# Emotional Affair



## singnchick0305 (Oct 5, 2009)

Let me give a little back ground. My husband is a recovering porn addict. He's been "sobber" for about 3 years now. However, he is sill trying to get control of his "wandering eye" and lust addiction. About a year ago, an attractive girl started working in the cube across from him at work. He developed a very close friendship with her and found her body to be "his type". He would find himself fantisizing about her all day at work. When he came home, he talked about her all the time! He knew all her favorite things. For example, we were in the store one day and he wandered to the coffee isle to see if they had her favorite coffee cause he wanted to try it.

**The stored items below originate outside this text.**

//! Launchpad CLI - launchers for BERT pretraining and CNN classification
//!
//! Resolves flags and config files into run definitions, then drives them on
//! an execution backend.

mod commands;

use clap::{Parser, Subcommand};
use launchpad_core::CliConfig;
use std::path::PathBuf;
use tracing::Level;
use tracing_subscriber::FmtSubscriber;

use commands::{RunContext, bert, cnn, schedule};

/// Launchpad - training job launcher
#[derive(Parser, Debug)]
#[command(
    name = "launchpad-cli",
    author,
    version,
    about = "Launchpad - configure and launch BERT pretraining and CNN classification jobs",
    long_about = "Launchpad builds model-update configs, learning-rate schedules and job definitions from\nlauncher flags, then runs the training loop on an execution backend with periodic snapshots."
)]
struct Args {
    /// Log level (trace, debug, info, warn, error)
    #[arg(short, long, global = true)]
    log_level: Option<String>,

    /// Configuration file (skips ~/.launchpad/config.toml and ./.launchpadrc)
    #[arg(long, global = true)]
    config: Option<PathBuf>,

    /// Execution backend id
    #[arg(long, global = true)]
    backend: Option<String>,

    /// Seed for the synthetic backend
    #[arg(long, global = true)]
    seed: Option<u64>,

    /// Print the resolved job definitions as JSON and exit
    #[arg(long = "dry_run", global = true)]
    dry_run: bool,

    #[command(subcommand)]
    command: Command,
}

#[derive(Subcommand, Debug)]
enum Command {
    /// Run BERT pretraining (masked LM + next sentence prediction)
    Bert(Box<bert::BertArgs>),

    /// Train and validate an image classification CNN
    Cnn(Box<cnn::CnnArgs>),

    /// Print the learning rate a classification run would use
    Schedule(schedule::ScheduleArgs),
}

fn parse_level(level: &str) -> Level {
    match level {
        "trace" => Level::TRACE,
        "debug" => Level::DEBUG,
        "info" => Level::INFO,
        "warn" => Level::WARN,
        "error" => Level::ERROR,
        _ => Level::INFO,
    }
}

#[tokio::main]
async fn main() -> anyhow::Result<()> {
    let args = Args::parse();

    // Load configuration
    let cli_config = CliConfig::resolve(args.config.as_deref())?;

    // Initialize tracing
    let level = parse_level(args.log_level.as_deref().or(cli_config.log_level.as_deref()).unwrap_or("info"));
    let subscriber = FmtSubscriber::builder()
        .with_max_level(level)
        .without_time()
        .with_target(false)
        .with_writer(std::io::stderr)
        .finish();
    tracing::subscriber::set_global_default(subscriber)?;

    let ctx = RunContext::new(cli_config, args.backend, args.seed, args.dry_run);
    tracing::debug!(backend = %ctx.backend_id, seed = ctx.seed, "configuration resolved");

    match args.command {
        Command::Bert(bert_args) => bert::execute(*bert_args, &ctx).await,
        Command::Cnn(cnn_args) => cnn::execute(*cnn_args, &ctx).await,
        Command::Schedule(schedule_args) => schedule::execute(&schedule_args),
    }
}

It's stuff like that ALL the time! I went to visit him for lunch one day and he sat there most of the time just checking her out (it was pretty obvious). I confronted him on it by saying she was wearing really tight clothes... his response was "she's wears clothes like that most of the time." Ugh! I eventually confronted him on his looking at her. She was moved to a different department the beginning of the year. He told me he had been working on focusing on me and not her. Lately, she has starting coming up in conversations again. He says things like "she said...." or "she went to where ever this weekend" or "I've got to tell her about that". He's apparently going out of his way to talk to her in the other office (it is in the same hall way, but still it's a different cubicle room)! He's never hidden his relationship with her, but I feel it is wrong for him to keep finding reasons to go talk to her, since he is attracted to her. How should I handle this?


----------



## Amplexor (Feb 13, 2008)

This could either be an EA or an infatuation. Do they communicate outside of work? Which ever it is you need to make your concerns about it very clear. If this bothers you let him know. Don't be accusing just let him know how this makes you feel. Otherwise how are things between you and your husband as a married couple?


----------



## dobo (Jun 30, 2009)

This is a problem. He's done little to earn your trust in the past and now he's acting up with a real person. How would he feel if he were in your shoes?


----------



## singnchick0305 (Oct 5, 2009)

As far as I know they do not communicate outside of work. They are friends on facebook, but that is all. Things have gotten much better in the last year as far as our marriage healing. So I do feel a little knit picky about complaining about this friendship, however it does really bother me mainly due to his strong attraction to her. I'm very happy in our marriage and he also seems to be happy, but this one situation I believe could cause more problems in the future.


----------



## dobo (Jun 30, 2009)

Going on and on about someone else, a female that he looks at the way he looks at her is just plain wrong. You're not being nitpicky, IMO. He's just starting up a new bad habit. That he doesn't see what he is doing and how it makes you feel is the worst part of all. He's deluding himself that he can handle it.


----------



## Gomez (Jun 5, 2009)

I agree. He is too into her from the way you describe, it is going to cause an issue eventually. Noone is ok in that kind of situation.


----------



## Blaze (Sep 16, 2009)

Speaking from my own experience, I'm thinking at this point if a situation were to present itself where he could have some hands-on time with her.. he'd take it in a heartbeat. 

And if they're Facebook friends, then they probably have communication (albiet online) after work. 

Not to get personal with you, but I wonder how your love life is? Maybe he needs to be drained by you more often, if you get my drift. Again in my personal experience, I've found that a very satisfied man will not roam.

Blaze


----------